That entire RAD "industry" perplexes me. Their checklist is the same for adult Psychopaths and since the conscience is formed between 3 and 5 I just don't get how these RAD supporters think they are going to pound a conscience into these kids. Actually it is lucky you went your route, I have seen a couple of interesting shows with "RAD" kids, one woman ended up spending several years in prison when the kid died. I saw another show with a few parents that killed their "RAD" kids using these holding techniques, fortunate for them they didn't do hard time like the first woman. It was also a case of the husband not completely understanding, he left them alone "to bond" to go for a golf weekend and in his absence the kid self mutilated and ended up dead and the jury convicted the poor innocent wife.

One of the missions of this forum is to let people know there are Psychopaths out there and they are not all evident to everyone, only those they "unmask for" or mass killers like Bundy et. al, the public seems to have this image in their minds when you mention your fears someone close to you could be a Psychopath.

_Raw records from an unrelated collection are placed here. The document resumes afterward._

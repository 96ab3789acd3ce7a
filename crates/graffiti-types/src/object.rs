use serde::{Deserialize, Serialize};
use serde_json::Value;

/// The persisted Graffiti record: an actor-owned JSON value grouped into
/// channels, optionally restricted by an allow-list.
///
/// Field names serialize in camelCase so the stored JSON matches the wire
/// data model (`lastModified`, not `last_modified`).
///
/// # Invariants
///
/// - `url` is globally unique and uniquely determines `actor` (the url
///   codec is the only authority for that mapping).
/// - `last_modified` is assigned by the storage backend's logical clock
///   and never decreases across successful writes to the same url.
/// - When `tombstone` is `true`, `value` and `allowed` are logically
///   absent: the record only marks that the url once held a live object.
#[derive(Clone, Debug, PartialEq, Serialize, Deserialize)]
#[serde(rename_all = "camelCase")]
pub struct GraffitiObject {
    /// Primary key; of the form `scheme + encode(actor) + sep + encode(id)`.
    pub url: String,
    /// The owning actor. Immutable for the life of the object.
    pub actor: String,
    /// The JSON payload. Always a JSON object for live records.
    pub value: Value,
    /// Channel membership used by discovery. Duplicates are ignored.
    pub channels: Vec<String>,
    /// `None` means public; `Some` is an explicit allow-list (the owner is
    /// always implicitly included).
    #[serde(default, skip_serializing_if = "Option::is_none")]
    pub allowed: Option<Vec<String>>,
    /// Backend logical clock value at the time of the winning write.
    pub last_modified: u64,
    /// Deletion marker.
    pub tombstone: bool,
}

impl GraffitiObject {
    /// Returns `true` if `actor` owns this object.
    pub fn is_owned_by(&self, actor: &str) -> bool {
        self.actor == actor
    }

    /// Convert this record into its tombstone at the given clock value.
    ///
    /// Channels are preserved so continuation feeds can route the deletion
    /// to subscribers filtering by channel; `value` and `allowed` are
    /// cleared.
    pub fn into_tombstone(mut self, last_modified: u64) -> Self {
        self.value = Value::Null;
        self.allowed = None;
        self.tombstone = true;
        self.last_modified = last_modified;
        self
    }
}

/// Remove duplicate channel names, preserving first-occurrence order.
pub fn dedup_channels(channels: Vec<String>) -> Vec<String> {
    let mut seen = std::collections::HashSet::new();
    channels
        .into_iter()
        .filter(|c| seen.insert(c.clone()))
        .collect()
}

#[cfg(test)]
mod tests {
    use super::*;
    use serde_json::json;

    fn sample() -> GraffitiObject {
        GraffitiObject {
            url: "graffiti:local:alice~abc".into(),
            actor: "alice".into(),
            value: json!({"x": 1}),
            channels: vec!["c1".into(), "c2".into()],
            allowed: Some(vec!["bob".into()]),
            last_modified: 7,
            tombstone: false,
        }
    }

    #[test]
    fn serializes_with_camel_case_names() {
        let json = serde_json::to_value(sample()).unwrap();
        assert_eq!(json["lastModified"], 7);
        assert!(json.get("last_modified").is_none());
    }

    #[test]
    fn absent_allowed_is_omitted() {
        let mut obj = sample();
        obj.allowed = None;
        let json = serde_json::to_value(&obj).unwrap();
        assert!(json.get("allowed").is_none());

        // And deserializes back to None.
        let parsed: GraffitiObject = serde_json::from_value(json).unwrap();
        assert_eq!(parsed.allowed, None);
    }

    #[test]
    fn serde_roundtrip() {
        let obj = sample();
        let text = serde_json::to_string(&obj).unwrap();
        let parsed: GraffitiObject = serde_json::from_str(&text).unwrap();
        assert_eq!(parsed, obj);
    }

    #[test]
    fn tombstone_clears_payload_and_allowed() {
        let tomb = sample().into_tombstone(9);
        assert!(tomb.tombstone);
        assert_eq!(tomb.value, Value::Null);
        assert_eq!(tomb.allowed, None);
        assert_eq!(tomb.last_modified, 9);
        // Channels survive for continuation feeds.
        assert_eq!(tomb.channels, vec!["c1".to_string(), "c2".to_string()]);
    }

    #[test]
    fn ownership_check() {
        let obj = sample();
        assert!(obj.is_owned_by("alice"));
        assert!(!obj.is_owned_by("bob"));
    }

    #[test]
    fn dedup_preserves_first_occurrence_order() {
        let channels = vec![
            "b".to_string(),
            "a".to_string(),
            "b".to_string(),
            "c".to_string(),
            "a".to_string(),
        ];
        assert_eq!(
            dedup_channels(channels),
            vec!["b".to_string(), "a".to_string(), "c".to_string()]
        );
    }
}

If writing helps you it also helps others too afraid to post or come to terms with a situation like yours. Only if it helps you. Sometimes we need to spill it all out to move on and seeing things in writing can bring some good self reflection.

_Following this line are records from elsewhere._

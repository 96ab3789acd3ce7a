use base64::engine::general_purpose::URL_SAFE_NO_PAD;
use base64::Engine;
use rand::rngs::OsRng;
use rand::RngCore;

/// Bytes of entropy behind every minted object id.
pub const ID_ENTROPY_BYTES: usize = 24;

/// Mint a fresh object identifier: 24 bytes from the OS RNG, URL-safe
/// base64, no padding. The result contains only `[A-Za-z0-9_-]`.
pub fn mint_object_id() -> String {
    let mut buf = [0u8; ID_ENTROPY_BYTES];
    OsRng.fill_bytes(&mut buf);
    URL_SAFE_NO_PAD.encode(buf)
}
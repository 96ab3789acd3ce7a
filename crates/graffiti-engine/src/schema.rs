//! JSON-Schema compilation for reads and discovery.
//!
//! A [`CompiledSchema`] is two things at once: a predicate over candidate
//! objects (never erroring at evaluation time) and a scan window over
//! `lastModified` derived from the schema's numeric bounds, used to narrow
//! index range scans before any object is materialized.

use jsonschema::Validator;
use serde_json::Value;

use graffiti_types::GraffitiObject;

use crate::error::{EngineError, EngineResult};
use crate::index::{pad15, END_SENTINEL};

/// A schema compiled once and evaluated many times.
pub struct CompiledSchema {
    validator: Validator,
    start_suffix: String,
    end_suffix: String,
}

impl CompiledSchema {
    /// Compile a JSON-Schema value.
    ///
    /// Fails with [`EngineError::InvalidSchema`] when the schema itself is
    /// malformed; a successfully compiled schema never fails at
    /// evaluation time.
    pub fn compile(schema: &Value) -> EngineResult<Self> {
        let validator = jsonschema::validator_for(schema)
            .map_err(|e| EngineError::InvalidSchema(e.to_string()))?;
        let (start_suffix, end_suffix) = seq_window(schema);
        Ok(Self {
            validator,
            start_suffix,
            end_suffix,
        })
    }

    /// Evaluate the predicate against an object.
    pub fn matches(&self, object: &GraffitiObject) -> bool {
        match serde_json::to_value(object) {
            Ok(json) => self.validator.is_valid(&json),
            Err(_) => false,
        }
    }

    /// Lower scan suffix: `pad15` of the smallest admissible
    /// `lastModified`, or `""` when unbounded below.
    pub fn start_suffix(&self) -> &str {
        &self.start_suffix
    }

    /// Upper scan suffix: `pad15` of the largest admissible
    /// `lastModified`, or the sentinel when unbounded above.
    pub fn end_suffix(&self) -> &str {
        &self.end_suffix
    }
}

impl std::fmt::Debug for CompiledSchema {
    fn fmt(&self, f: &mut std::fmt::Formatter<'_>) -> std::fmt::Result {
        f.debug_struct("CompiledSchema")
            .field("start_suffix", &self.start_suffix)
            .field("end_suffix", &self.end_suffix)
            .finish()
    }
}

/// Derive the `lastModified` scan window from
/// `properties.lastModified.{minimum, exclusiveMinimum, maximum,
/// exclusiveMaximum}`.
///
/// `exclusiveMinimum` admits the smallest integer strictly greater;
/// `exclusiveMaximum` the largest integer strictly less. Non-numeric
/// bounds are treated as absent; the predicate still enforces whatever
/// the validator makes of them.
fn seq_window(schema: &Value) -> (String, String) {
    let bounds = schema
        .get("properties")
        .and_then(|p| p.get("lastModified"));

    let mut start: Option<u64> = None;
    let mut end: Option<u64> = None;

    if let Some(bounds) = bounds {
        if let Some(min) = bounds.get("minimum").and_then(Value::as_f64) {
            start = Some(clamp_u64(min.ceil()));
        }
        if let Some(xmin) = bounds.get("exclusiveMinimum").and_then(Value::as_f64) {
            let above = clamp_u64(xmin.floor() + 1.0);
            start = Some(start.map_or(above, |s| s.max(above)));
        }
        if let Some(max) = bounds.get("maximum").and_then(Value::as_f64) {
            end = Some(clamp_u64(max.floor()));
        }
        if let Some(xmax) = bounds.get("exclusiveMaximum").and_then(Value::as_f64) {
            let below = clamp_u64(xmax.ceil() - 1.0);
            end = Some(end.map_or(below, |e| e.min(below)));
        }
    }

    (
        start.map(pad15).unwrap_or_default(),
        end.map(pad15).unwrap_or_else(|| END_SENTINEL.to_string()),
    )
}

fn clamp_u64(v: f64) -> u64 {
    if v <= 0.0 {
        0
    } else if v >= u64::MAX as f64 {
        u64::MAX
    } else {
        v as u64
    }
}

It sounds like your move is an unfortunate one but too many years of PTSD can't be good for the system, what I have observed from years of reading victim stories is that eventually it seems to effect the auto immune system. I am not a Dr. but it seems stress related.

Does she know about your home in AZ? I would be careful covering your tracks to keep information off the search engines. For example it is fairly easy to find out what properties people own, their addresses etc. If she doesn't know your existing home in AZ maybe register it as something else to try your best to keep her from finding a path to your door.

It is really great your friend understands. Friends can be our best support system and you will know you can trust your friend to not slip and give her any clues. Most of the public in general would find it easier to blame the parent.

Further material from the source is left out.